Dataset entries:
========

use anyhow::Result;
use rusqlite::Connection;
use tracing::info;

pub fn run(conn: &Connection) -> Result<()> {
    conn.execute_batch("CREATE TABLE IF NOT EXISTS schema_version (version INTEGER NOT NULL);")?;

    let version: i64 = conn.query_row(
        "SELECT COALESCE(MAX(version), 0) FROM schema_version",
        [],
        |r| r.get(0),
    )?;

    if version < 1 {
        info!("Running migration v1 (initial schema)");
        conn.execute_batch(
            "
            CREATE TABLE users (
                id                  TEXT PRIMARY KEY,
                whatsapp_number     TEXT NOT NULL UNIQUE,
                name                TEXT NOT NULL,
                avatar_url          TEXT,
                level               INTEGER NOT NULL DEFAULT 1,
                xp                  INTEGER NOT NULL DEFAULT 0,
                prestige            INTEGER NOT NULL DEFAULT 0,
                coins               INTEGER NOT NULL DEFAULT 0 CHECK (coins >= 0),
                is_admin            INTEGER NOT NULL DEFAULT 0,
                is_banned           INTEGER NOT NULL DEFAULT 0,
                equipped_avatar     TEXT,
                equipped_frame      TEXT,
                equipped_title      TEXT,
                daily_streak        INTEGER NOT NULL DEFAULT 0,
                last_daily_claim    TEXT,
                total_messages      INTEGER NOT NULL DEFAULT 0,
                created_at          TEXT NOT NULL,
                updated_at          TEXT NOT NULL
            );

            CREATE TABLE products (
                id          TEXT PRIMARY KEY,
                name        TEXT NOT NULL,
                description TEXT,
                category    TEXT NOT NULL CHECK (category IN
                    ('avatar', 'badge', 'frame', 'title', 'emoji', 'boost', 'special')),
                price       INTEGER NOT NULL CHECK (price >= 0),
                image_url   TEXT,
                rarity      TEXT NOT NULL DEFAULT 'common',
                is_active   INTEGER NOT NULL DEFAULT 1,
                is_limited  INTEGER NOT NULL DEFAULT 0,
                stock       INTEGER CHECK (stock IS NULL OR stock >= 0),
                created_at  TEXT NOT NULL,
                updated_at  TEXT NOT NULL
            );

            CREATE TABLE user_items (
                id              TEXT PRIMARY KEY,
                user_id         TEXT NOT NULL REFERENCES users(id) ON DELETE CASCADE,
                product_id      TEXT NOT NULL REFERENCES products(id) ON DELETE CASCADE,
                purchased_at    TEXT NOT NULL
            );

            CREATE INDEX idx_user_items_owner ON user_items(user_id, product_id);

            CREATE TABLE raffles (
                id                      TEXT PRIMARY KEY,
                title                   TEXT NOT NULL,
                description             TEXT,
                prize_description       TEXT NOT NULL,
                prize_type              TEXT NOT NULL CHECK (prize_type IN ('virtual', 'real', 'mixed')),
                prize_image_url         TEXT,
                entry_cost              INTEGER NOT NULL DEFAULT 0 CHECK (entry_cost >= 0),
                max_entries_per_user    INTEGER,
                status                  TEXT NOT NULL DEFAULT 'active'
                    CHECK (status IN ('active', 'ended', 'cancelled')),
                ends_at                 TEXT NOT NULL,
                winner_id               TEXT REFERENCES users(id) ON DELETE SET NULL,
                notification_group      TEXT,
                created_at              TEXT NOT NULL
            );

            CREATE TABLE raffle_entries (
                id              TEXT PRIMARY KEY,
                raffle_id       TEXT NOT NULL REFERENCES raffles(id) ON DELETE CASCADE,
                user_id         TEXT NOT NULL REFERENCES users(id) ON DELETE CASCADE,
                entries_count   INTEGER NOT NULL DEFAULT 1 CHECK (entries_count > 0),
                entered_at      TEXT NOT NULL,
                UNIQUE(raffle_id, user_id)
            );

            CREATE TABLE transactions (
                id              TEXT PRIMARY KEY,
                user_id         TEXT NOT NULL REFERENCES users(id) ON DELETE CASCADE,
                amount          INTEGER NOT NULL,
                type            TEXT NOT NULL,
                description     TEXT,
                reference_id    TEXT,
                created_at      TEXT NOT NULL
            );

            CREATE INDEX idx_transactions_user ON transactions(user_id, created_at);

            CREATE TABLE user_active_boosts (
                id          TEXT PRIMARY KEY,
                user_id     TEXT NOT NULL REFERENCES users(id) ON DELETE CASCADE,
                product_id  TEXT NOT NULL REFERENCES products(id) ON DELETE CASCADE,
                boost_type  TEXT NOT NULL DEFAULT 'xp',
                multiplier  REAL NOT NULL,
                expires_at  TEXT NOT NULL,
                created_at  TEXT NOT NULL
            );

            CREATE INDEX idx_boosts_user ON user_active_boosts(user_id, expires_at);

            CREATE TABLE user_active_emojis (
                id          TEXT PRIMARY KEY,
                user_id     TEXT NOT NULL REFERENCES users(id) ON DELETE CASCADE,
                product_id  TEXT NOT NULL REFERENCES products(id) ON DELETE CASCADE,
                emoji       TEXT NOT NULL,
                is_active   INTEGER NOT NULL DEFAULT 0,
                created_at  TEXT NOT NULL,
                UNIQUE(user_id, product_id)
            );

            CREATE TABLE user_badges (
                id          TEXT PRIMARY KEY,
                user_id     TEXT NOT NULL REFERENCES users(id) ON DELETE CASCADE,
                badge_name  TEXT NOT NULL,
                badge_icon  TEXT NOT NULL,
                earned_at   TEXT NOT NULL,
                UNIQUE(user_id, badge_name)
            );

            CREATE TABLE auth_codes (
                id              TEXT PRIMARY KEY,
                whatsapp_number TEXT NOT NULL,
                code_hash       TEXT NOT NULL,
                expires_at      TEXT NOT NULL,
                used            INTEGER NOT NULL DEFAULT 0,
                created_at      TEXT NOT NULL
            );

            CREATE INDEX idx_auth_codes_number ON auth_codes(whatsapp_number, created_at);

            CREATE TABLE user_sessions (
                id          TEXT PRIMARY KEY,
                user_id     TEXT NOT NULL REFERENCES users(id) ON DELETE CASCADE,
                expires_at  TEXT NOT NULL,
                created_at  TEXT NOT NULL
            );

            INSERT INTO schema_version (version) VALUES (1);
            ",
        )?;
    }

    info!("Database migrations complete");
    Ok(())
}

========

▶ What to produce: Wherever the string "TABLE" appears in a line above, copy that line.

▶ Response:
    conn.execute_batch("CREATE TABLE IF NOT EXISTS schema_version (version INTEGER NOT NULL);")?;
            CREATE TABLE users (
            CREATE TABLE products (
            CREATE TABLE user_items (
            CREATE TABLE raffles (
            CREATE TABLE raffle_entries (
            CREATE TABLE transactions (
            CREATE TABLE user_active_boosts (
            CREATE TABLE user_active_emojis (
            CREATE TABLE user_badges (
            CREATE TABLE auth_codes (
            CREATE TABLE user_sessions (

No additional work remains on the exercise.